## [Problem statement]
Your response should consist of the full data, set down exactly.

Start of Material shown

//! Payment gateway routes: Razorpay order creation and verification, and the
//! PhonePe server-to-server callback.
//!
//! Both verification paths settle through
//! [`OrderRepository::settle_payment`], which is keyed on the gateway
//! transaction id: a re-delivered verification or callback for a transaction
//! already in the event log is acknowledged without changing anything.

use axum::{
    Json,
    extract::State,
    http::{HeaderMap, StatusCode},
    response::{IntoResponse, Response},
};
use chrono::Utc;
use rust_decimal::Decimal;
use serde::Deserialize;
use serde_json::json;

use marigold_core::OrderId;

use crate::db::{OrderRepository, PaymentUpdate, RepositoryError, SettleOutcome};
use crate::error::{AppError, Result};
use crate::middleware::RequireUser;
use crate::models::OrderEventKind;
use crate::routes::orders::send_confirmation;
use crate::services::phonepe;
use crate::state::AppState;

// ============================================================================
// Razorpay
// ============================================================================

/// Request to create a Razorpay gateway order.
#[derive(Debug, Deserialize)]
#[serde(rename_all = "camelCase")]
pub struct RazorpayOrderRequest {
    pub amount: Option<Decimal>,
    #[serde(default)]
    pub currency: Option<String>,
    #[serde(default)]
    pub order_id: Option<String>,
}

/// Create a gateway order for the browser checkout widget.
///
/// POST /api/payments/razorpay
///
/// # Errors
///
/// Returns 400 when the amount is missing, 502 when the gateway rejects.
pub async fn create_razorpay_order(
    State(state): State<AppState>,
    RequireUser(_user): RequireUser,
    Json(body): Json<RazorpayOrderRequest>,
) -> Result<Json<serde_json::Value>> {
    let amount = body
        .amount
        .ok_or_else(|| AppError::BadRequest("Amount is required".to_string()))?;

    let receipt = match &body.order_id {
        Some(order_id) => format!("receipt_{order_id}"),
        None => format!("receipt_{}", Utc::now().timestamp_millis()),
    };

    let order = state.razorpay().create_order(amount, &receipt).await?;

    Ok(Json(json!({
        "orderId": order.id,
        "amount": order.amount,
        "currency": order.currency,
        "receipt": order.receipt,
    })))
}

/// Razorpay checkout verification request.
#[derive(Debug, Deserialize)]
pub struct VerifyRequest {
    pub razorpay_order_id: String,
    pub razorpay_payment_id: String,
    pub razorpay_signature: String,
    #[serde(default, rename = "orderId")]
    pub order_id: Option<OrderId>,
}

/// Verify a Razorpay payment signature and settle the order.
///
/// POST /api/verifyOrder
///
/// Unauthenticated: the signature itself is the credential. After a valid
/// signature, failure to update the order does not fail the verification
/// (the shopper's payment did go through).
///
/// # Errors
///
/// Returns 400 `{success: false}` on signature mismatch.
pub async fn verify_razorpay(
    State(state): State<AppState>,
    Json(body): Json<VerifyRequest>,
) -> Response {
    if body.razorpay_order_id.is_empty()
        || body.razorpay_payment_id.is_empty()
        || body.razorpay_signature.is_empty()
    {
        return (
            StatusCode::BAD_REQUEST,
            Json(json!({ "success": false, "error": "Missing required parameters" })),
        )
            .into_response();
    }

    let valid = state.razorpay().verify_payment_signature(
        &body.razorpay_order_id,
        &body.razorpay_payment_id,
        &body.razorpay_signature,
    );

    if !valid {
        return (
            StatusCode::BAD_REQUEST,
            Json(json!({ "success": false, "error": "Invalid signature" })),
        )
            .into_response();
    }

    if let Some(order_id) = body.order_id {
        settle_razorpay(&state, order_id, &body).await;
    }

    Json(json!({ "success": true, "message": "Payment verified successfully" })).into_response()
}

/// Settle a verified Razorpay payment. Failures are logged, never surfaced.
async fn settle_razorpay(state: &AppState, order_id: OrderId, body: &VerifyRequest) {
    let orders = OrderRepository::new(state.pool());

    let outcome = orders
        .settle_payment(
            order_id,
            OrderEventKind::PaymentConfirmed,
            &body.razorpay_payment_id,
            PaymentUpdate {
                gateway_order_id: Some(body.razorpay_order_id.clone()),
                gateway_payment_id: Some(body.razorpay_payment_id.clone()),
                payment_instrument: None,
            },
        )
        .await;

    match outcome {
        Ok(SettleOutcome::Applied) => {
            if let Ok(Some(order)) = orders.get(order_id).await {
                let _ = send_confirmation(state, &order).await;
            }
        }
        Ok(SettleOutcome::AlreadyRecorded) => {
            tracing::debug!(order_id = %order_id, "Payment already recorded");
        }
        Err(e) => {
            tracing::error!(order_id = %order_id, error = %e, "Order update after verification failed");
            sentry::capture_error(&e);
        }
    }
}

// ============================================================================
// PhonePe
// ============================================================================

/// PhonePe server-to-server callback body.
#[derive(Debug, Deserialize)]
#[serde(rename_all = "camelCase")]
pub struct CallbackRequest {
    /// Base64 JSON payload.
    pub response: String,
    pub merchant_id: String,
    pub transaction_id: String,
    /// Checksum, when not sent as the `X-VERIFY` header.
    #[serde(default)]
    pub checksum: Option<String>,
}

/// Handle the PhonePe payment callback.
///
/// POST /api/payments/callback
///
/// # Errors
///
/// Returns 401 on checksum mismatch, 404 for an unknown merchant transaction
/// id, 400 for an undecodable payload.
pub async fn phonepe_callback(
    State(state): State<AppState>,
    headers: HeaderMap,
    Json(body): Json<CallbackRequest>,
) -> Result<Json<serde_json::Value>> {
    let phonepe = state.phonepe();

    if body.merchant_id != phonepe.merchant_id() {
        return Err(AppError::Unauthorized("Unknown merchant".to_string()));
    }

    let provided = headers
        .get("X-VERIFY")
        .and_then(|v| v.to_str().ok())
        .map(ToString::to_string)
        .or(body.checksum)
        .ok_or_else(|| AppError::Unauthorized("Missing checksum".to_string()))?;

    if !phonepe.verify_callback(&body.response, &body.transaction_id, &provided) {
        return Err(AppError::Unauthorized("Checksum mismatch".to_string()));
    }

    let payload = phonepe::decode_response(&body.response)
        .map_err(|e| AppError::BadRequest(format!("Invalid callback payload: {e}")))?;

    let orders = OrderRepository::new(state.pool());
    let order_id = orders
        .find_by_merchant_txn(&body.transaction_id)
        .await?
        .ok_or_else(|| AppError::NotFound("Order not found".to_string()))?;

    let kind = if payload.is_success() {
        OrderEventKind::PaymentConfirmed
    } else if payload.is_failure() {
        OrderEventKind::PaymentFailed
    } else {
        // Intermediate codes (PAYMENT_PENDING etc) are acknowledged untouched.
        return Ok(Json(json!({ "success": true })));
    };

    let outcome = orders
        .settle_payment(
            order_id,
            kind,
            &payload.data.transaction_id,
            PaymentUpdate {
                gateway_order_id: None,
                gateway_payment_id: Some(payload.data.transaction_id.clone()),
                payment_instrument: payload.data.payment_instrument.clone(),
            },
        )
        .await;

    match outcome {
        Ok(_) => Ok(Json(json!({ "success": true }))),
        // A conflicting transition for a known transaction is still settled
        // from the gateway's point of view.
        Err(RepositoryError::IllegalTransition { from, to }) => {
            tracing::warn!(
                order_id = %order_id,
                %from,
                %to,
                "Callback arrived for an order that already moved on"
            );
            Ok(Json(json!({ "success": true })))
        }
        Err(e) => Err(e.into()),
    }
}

End of Material shown

## [Task response]
//! Payment gateway routes: Razorpay order creation and verification, and the
//! PhonePe server-to-server callback.
//!
//! Both verification paths settle through
//! [`OrderRepository::settle_payment`], which is keyed on the gateway
//! transaction id: a re-delivered verification or callback for a transaction
//! already in the event log is acknowledged without changing anything.

use axum::{
    Json,
    extract::State,
    http::{HeaderMap, StatusCode},
    response::{IntoResponse, Response},
};
use chrono::Utc;
use rust_decimal::Decimal;
use serde::Deserialize;
use serde_json::json;

use marigold_core::OrderId;

use crate::db::{OrderRepository, PaymentUpdate, RepositoryError, SettleOutcome};
use crate::error::{AppError, Result};
use crate::middleware::RequireUser;
use crate::models::OrderEventKind;
use crate::routes::orders::send_confirmation;
use crate::services::phonepe;
use crate::state::AppState;

// ============================================================================
// Razorpay
// ============================================================================

/// Request to create a Razorpay gateway order.
#[derive(Debug, Deserialize)]
#[serde(rename_all = "camelCase")]
pub struct RazorpayOrderRequest {
    pub amount: Option<Decimal>,
    #[serde(default)]
    pub currency: Option<String>,
    #[serde(default)]
    pub order_id: Option<String>,
}

/// Create a gateway order for the browser checkout widget.
///
/// POST /api/payments/razorpay
///
/// # Errors
///
/// Returns 400 when the amount is missing, 502 when the gateway rejects.
pub async fn create_razorpay_order(
    State(state): State<AppState>,
    RequireUser(_user): RequireUser,
    Json(body): Json<RazorpayOrderRequest>,
) -> Result<Json<serde_json::Value>> {
    let amount = body
        .amount
        .ok_or_else(|| AppError::BadRequest("Amount is required".to_string()))?;

    let receipt = match &body.order_id {
        Some(order_id) => format!("receipt_{order_id}"),
        None => format!("receipt_{}", Utc::now().timestamp_millis()),
    };

    let order = state.razorpay().create_order(amount, &receipt).await?;

    Ok(Json(json!({
        "orderId": order.id,
        "amount": order.amount,
        "currency": order.currency,
        "receipt": order.receipt,
    })))
}

/// Razorpay checkout verification request.
#[derive(Debug, Deserialize)]
pub struct VerifyRequest {
    pub razorpay_order_id: String,
    pub razorpay_payment_id: String,
    pub razorpay_signature: String,
    #[serde(default, rename = "orderId")]
    pub order_id: Option<OrderId>,
}

/// Verify a Razorpay payment signature and settle the order.
///
/// POST /api/verifyOrder
///
/// Unauthenticated: the signature itself is the credential. After a valid
/// signature, failure to update the order does not fail the verification
/// (the shopper's payment did go through).
///
/// # Errors
///
/// Returns 400 `{success: false}` on signature mismatch.
pub async fn verify_razorpay(
    State(state): State<AppState>,
    Json(body): Json<VerifyRequest>,
) -> Response {
    if body.razorpay_order_id.is_empty()
        || body.razorpay_payment_id.is_empty()
        || body.razorpay_signature.is_empty()
    {
        return (
            StatusCode::BAD_REQUEST,
            Json(json!({ "success": false, "error": "Missing required parameters" })),
        )
            .into_response();
    }

    let valid = state.razorpay().verify_payment_signature(
        &body.razorpay_order_id,
        &body.razorpay_payment_id,
        &body.razorpay_signature,
    );

    if !valid {
        return (
            StatusCode::BAD_REQUEST,
            Json(json!({ "success": false, "error": "Invalid signature" })),
        )
            .into_response();
    }

    if let Some(order_id) = body.order_id {
        settle_razorpay(&state, order_id, &body).await;
    }

    Json(json!({ "success": true, "message": "Payment verified successfully" })).into_response()
}

/// Settle a verified Razorpay payment. Failures are logged, never surfaced.
async fn settle_razorpay(state: &AppState, order_id: OrderId, body: &VerifyRequest) {
    let orders = OrderRepository::new(state.pool());

    let outcome = orders
        .settle_payment(
            order_id,
            OrderEventKind::PaymentConfirmed,
            &body.razorpay_payment_id,
            PaymentUpdate {
                gateway_order_id: Some(body.razorpay_order_id.clone()),
                gateway_payment_id: Some(body.razorpay_payment_id.clone()),
                payment_instrument: None,
            },
        )
        .await;

    match outcome {
        Ok(SettleOutcome::Applied) => {
            if let Ok(Some(order)) = orders.get(order_id).await {
                let _ = send_confirmation(state, &order).await;
            }
        }
        Ok(SettleOutcome::AlreadyRecorded) => {
            tracing::debug!(order_id = %order_id, "Payment already recorded");
        }
        Err(e) => {
            tracing::error!(order_id = %order_id, error = %e, "Order update after verification failed");
            sentry::capture_error(&e);
        }
    }
}

// ============================================================================
// PhonePe
// ============================================================================

/// PhonePe server-to-server callback body.
#[derive(Debug, Deserialize)]
#[serde(rename_all = "camelCase")]
pub struct CallbackRequest {
    /// Base64 JSON payload.
    pub response: String,
    pub merchant_id: String,
    pub transaction_id: String,
    /// Checksum, when not sent as the `X-VERIFY` header.
    #[serde(default)]
    pub checksum: Option<String>,
}

/// Handle the PhonePe payment callback.
///
/// POST /api/payments/callback
///
/// # Errors
///
/// Returns 401 on checksum mismatch, 404 for an unknown merchant transaction
/// id, 400 for an undecodable payload.
pub async fn phonepe_callback(
    State(state): State<AppState>,
    headers: HeaderMap,
    Json(body): Json<CallbackRequest>,
) -> Result<Json<serde_json::Value>> {
    let phonepe = state.phonepe();

    if body.merchant_id != phonepe.merchant_id() {
        return Err(AppError::Unauthorized("Unknown merchant".to_string()));
    }

    let provided = headers
        .get("X-VERIFY")
        .and_then(|v| v.to_str().ok())
        .map(ToString::to_string)
        .or(body.checksum)
        .ok_or_else(|| AppError::Unauthorized("Missing checksum".to_string()))?;

    if !phonepe.verify_callback(&body.response, &body.transaction_id, &provided) {
        return Err(AppError::Unauthorized("Checksum mismatch".to_string()));
    }

    let payload = phonepe::decode_response(&body.response)
        .map_err(|e| AppError::BadRequest(format!("Invalid callback payload: {e}")))?;

    let orders = OrderRepository::new(state.pool());
    let order_id = orders
        .find_by_merchant_txn(&body.transaction_id)
        .await?
        .ok_or_else(|| AppError::NotFound("Order not found".to_string()))?;

    let kind = if payload.is_success() {
        OrderEventKind::PaymentConfirmed
    } else if payload.is_failure() {
        OrderEventKind::PaymentFailed
    } else {
        // Intermediate codes (PAYMENT_PENDING etc) are acknowledged untouched.
        return Ok(Json(json!({ "success": true })));
    };

    let outcome = orders
        .settle_payment(
            order_id,
            kind,
            &payload.data.transaction_id,
            PaymentUpdate {
                gateway_order_id: None,
                gateway_payment_id: Some(payload.data.transaction_id.clone()),
                payment_instrument: payload.data.payment_instrument.clone(),
            },
        )
        .await;

    match outcome {
        Ok(_) => Ok(Json(json!({ "success": true }))),
        // A conflicting transition for a known transaction is still settled
        // from the gateway's point of view.
        Err(RepositoryError::IllegalTransition { from, to }) => {
            tracing::warn!(
                order_id = %order_id,
                %from,
                %to,
                "Callback arrived for an order that already moved on"
            );
            Ok(Json(json!({ "success": true })))
        }
        Err(e) => Err(e.into()),
    }
}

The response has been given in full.